Medizi­ner sprechen von «erheb­li­chen Nachhol­ef­fek­ten nach der Corona-Pande­mie». Denn während der Covid-19-Pande­mie im Südwes­ten seien nahezu keine Kinder mit RSV-Infek­tio­nen im Kranken­haus behan­delt worden. «Nach der Corona-Pande­mie hat sich der Höhepunkt der RSV-Welle zeitlich nach vorne verscho­ben», teilte die DAK mit. «Und es wurden merklich mehr Kinder statio­när versorgt.» In der Saison 2021/22 habe sich der Anteil der baden-württem­ber­gi­schen Babys, die mit RSV im Kranken­haus behan­delt wurden, im Vergleich zur Saison 2018/19 verdreifacht.

«Die Ergeb­nis­se zeigen genau das, was wir in den Praxen erlebt haben», sagte Thomas Fisch­bach, der Präsi­dent des Berufs­ver­bands der Kinder- und Jugend­ärz­te, laut DAK. Die Saison 2020/21 sei wegen der Corona-Schutz­maß­nah­men nahezu ausge­fal­len. «Dieser Ausfall der Welle 2020/21 und das zeitli­che Vorzie­hen der sehr starken Welle 2021/22 lassen den Schluss zu, dass es zu erheb­li­chen Nachhol­ef­fek­ten infol­ge der Corona-Maßnah­men gekom­men ist», sagte Fischbach.

Auch Jan Steffen Jürgen­sen, Vorstand des Klini­kums Stutt­gart, spricht von einer «ausge­fal­le­nen Infekt­sai­son», zudem hätten sich mehre­re Wellen kritisch überla­gert. «An den schwe­ren Verläu­fen vieler Neuge­bo­re­ner und Säuglin­ge wurde das schmerz­haft deutlich», sagte der Stutt­gar­ter Medizi­ner.

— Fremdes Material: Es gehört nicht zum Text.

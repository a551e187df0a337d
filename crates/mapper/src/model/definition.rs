//! Model Definitions - table, primary key and attribute metadata
//!
//! A `ModelDefinition` is built once during setup and shared behind an `Arc`
//! by every query, hydrator and instance of that model.

use std::fmt;
use std::str::FromStr;
use std::sync::Arc;

use serde::{Deserialize, Serialize};

use crate::backends::DatabaseValue;
use crate::relationships::inflection;

/// Semantic type of a model attribute
#[derive(Debug, Clone, Copy, PartialEq, Eq, Hash, Serialize, Deserialize)]
pub enum AttributeType {
    String,
    Number,
    Boolean,
    Date,
    Json,
}

/// How a date attribute is represented in its column
#[derive(Debug, Clone, Copy, PartialEq, Eq, Hash, Serialize, Deserialize)]
pub enum DateStorage {
    /// ISO-8601 string (`DATETIME` columns written as text)
    Datetime,
    /// `YYYY-MM-DD HH:MM:SS` literal
    Timestamp,
    /// Integer seconds since the Unix epoch
    Epoch,
}

impl FromStr for DateStorage {
    type Err = String;

    fn from_str(s: &str) -> Result<Self, Self::Err> {
        match s.to_lowercase().as_str() {
            "datetime" | "iso" => Ok(DateStorage::Datetime),
            "timestamp" => Ok(DateStorage::Timestamp),
            "epoch" | "integer" | "number" => Ok(DateStorage::Epoch),
            other => Err(format!("Unsupported date storage: {}", other)),
        }
    }
}

/// Custom storage formatter: takes precedence over every built-in coercion
pub type ValueFormatter =
    Arc<dyn Fn(&DatabaseValue, &ModelDefinition) -> DatabaseValue + Send + Sync>;

/// A single declared attribute
#[derive(Clone)]
pub struct AttributeDefinition {
    pub name: String,
    pub attribute_type: AttributeType,
    /// Storage column when it differs from the attribute name
    pub column_name: Option<String>,
    /// Date representation for this column (falls back to the mapper default)
    pub date_storage: Option<DateStorage>,
    pub formatter: Option<ValueFormatter>,
}

impl AttributeDefinition {
    pub fn new(name: impl Into<String>, attribute_type: AttributeType) -> Self {
        Self {
            name: name.into(),
            attribute_type,
            column_name: None,
            date_storage: None,
            formatter: None,
        }
    }

    /// Store this attribute under a different column name
    pub fn column(mut self, column_name: impl Into<String>) -> Self {
        self.column_name = Some(column_name.into());
        self
    }

    pub fn date_storage(mut self, storage: DateStorage) -> Self {
        self.date_storage = Some(storage);
        self
    }

    pub fn formatter<F>(mut self, formatter: F) -> Self
    where
        F: Fn(&DatabaseValue, &ModelDefinition) -> DatabaseValue + Send + Sync + 'static,
    {
        self.formatter = Some(Arc::new(formatter));
        self
    }

    /// Column this attribute is stored in
    pub fn storage_column(&self) -> &str {
        self.column_name.as_deref().unwrap_or(&self.name)
    }
}

impl fmt::Debug for AttributeDefinition {
    fn fmt(&self, f: &mut fmt::Formatter<'_>) -> fmt::Result {
        f.debug_struct("AttributeDefinition")
            .field("name", &self.name)
            .field("attribute_type", &self.attribute_type)
            .field("column_name", &self.column_name)
            .field("date_storage", &self.date_storage)
            .field("formatter", &self.formatter.is_some())
            .finish()
    }
}

/// Table, primary key and ordered attributes of one model
#[derive(Debug, Clone)]
pub struct ModelDefinition {
    name: String,
    table_name: Option<String>,
    primary_key: String,
    attributes: Vec<AttributeDefinition>,
}

impl ModelDefinition {
    /// New definition with primary key `id` and no attributes
    pub fn new(name: impl Into<String>) -> Self {
        Self {
            name: name.into(),
            table_name: None,
            primary_key: "id".to_string(),
            attributes: Vec::new(),
        }
    }

    pub fn table(mut self, table_name: impl Into<String>) -> Self {
        self.table_name = Some(table_name.into());
        self
    }

    pub fn primary_key(mut self, primary_key: impl Into<String>) -> Self {
        self.primary_key = primary_key.into();
        self
    }

    /// Declare an attribute by name and type
    pub fn attr(self, name: impl Into<String>, attribute_type: AttributeType) -> Self {
        self.attribute(AttributeDefinition::new(name, attribute_type))
    }

    /// Declare a fully configured attribute, replacing one with the same name
    pub fn attribute(mut self, attribute: AttributeDefinition) -> Self {
        self.push_attribute(attribute);
        self
    }

    pub(crate) fn push_attribute(&mut self, attribute: AttributeDefinition) {
        match self.attributes.iter_mut().find(|a| a.name == attribute.name) {
            Some(existing) => *existing = attribute,
            None => self.attributes.push(attribute),
        }
    }

    pub fn name(&self) -> &str {
        &self.name
    }

    /// Table name, defaulting to the singularized lowercase model name
    pub fn table_name(&self) -> String {
        match &self.table_name {
            Some(table) => table.clone(),
            None => inflection::singularize(&self.name.to_lowercase()),
        }
    }

    pub fn primary_key_name(&self) -> &str {
        &self.primary_key
    }

    pub fn attributes(&self) -> &[AttributeDefinition] {
        &self.attributes
    }

    pub fn attribute_def(&self, name: &str) -> Option<&AttributeDefinition> {
        self.attributes.iter().find(|a| a.name == name)
    }

    pub fn has_attribute(&self, name: &str) -> bool {
        self.attribute_def(name).is_some()
    }

    /// Storage column for an attribute name; unknown names pass through
    pub fn column_for<'a>(&'a self, attribute: &'a str) -> &'a str {
        self.attribute_def(attribute)
            .map(AttributeDefinition::storage_column)
            .unwrap_or(attribute)
    }

    /// Attribute stored in `column`, preferring an explicit column mapping
    pub fn attribute_for_column(&self, column: &str) -> Option<&AttributeDefinition> {
        self.attributes
            .iter()
            .find(|a| a.column_name.as_deref() == Some(column))
            .or_else(|| {
                self.attributes
                    .iter()
                    .find(|a| a.name == column && a.column_name.is_none())
            })
    }

    /// Storage column of the primary key
    pub fn primary_key_column(&self) -> &str {
        self.column_for(&self.primary_key)
    }
}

Jürgen­sen forder­te vor allem besse­re Rahmen­be­din­gun­gen für die Betreu­ung der kranken Kinder: «Die Zahl der Betten in Kinder­kran­ken­häu­sern ist seit Jahren rückläu­fig», sagte er. In den vergan­ge­nen 30 Jahren sei die Anzahl um etwa 40 Prozent gesun­ken, die verblie­be­nen Klini­ken seien oft sehr stark belas­tet. «Kinder­not­auf­nah­men arbei­ten am Limit und schon bei leich­ten Steige­run­gen der Patien­ten wird die Überlas­tung immer wieder gefähr­lich», warnte Jürgensen.

Für die DAK-Sonder­ana­ly­se unter­such­ten Wissen­schaft­le­rin­nen und Wissen­schaft­ler bundes­weit Daten von rund 786.000 Kindern und Jugend­li­chen bis 17 Jahren. Analy­siert wurden die Jahre 2017 bis 2022.

Die DAK-Gesund­heit ist nach eigenen Angaben mit 5,5 Millio­nen Versi­cher­ten die dritt­größ­te Kranken­kas­se Deutsch­lands. Insge­samt sind bei der Kranken­kas­se in Baden-Württem­berg rund 630.000 Menschen versichert.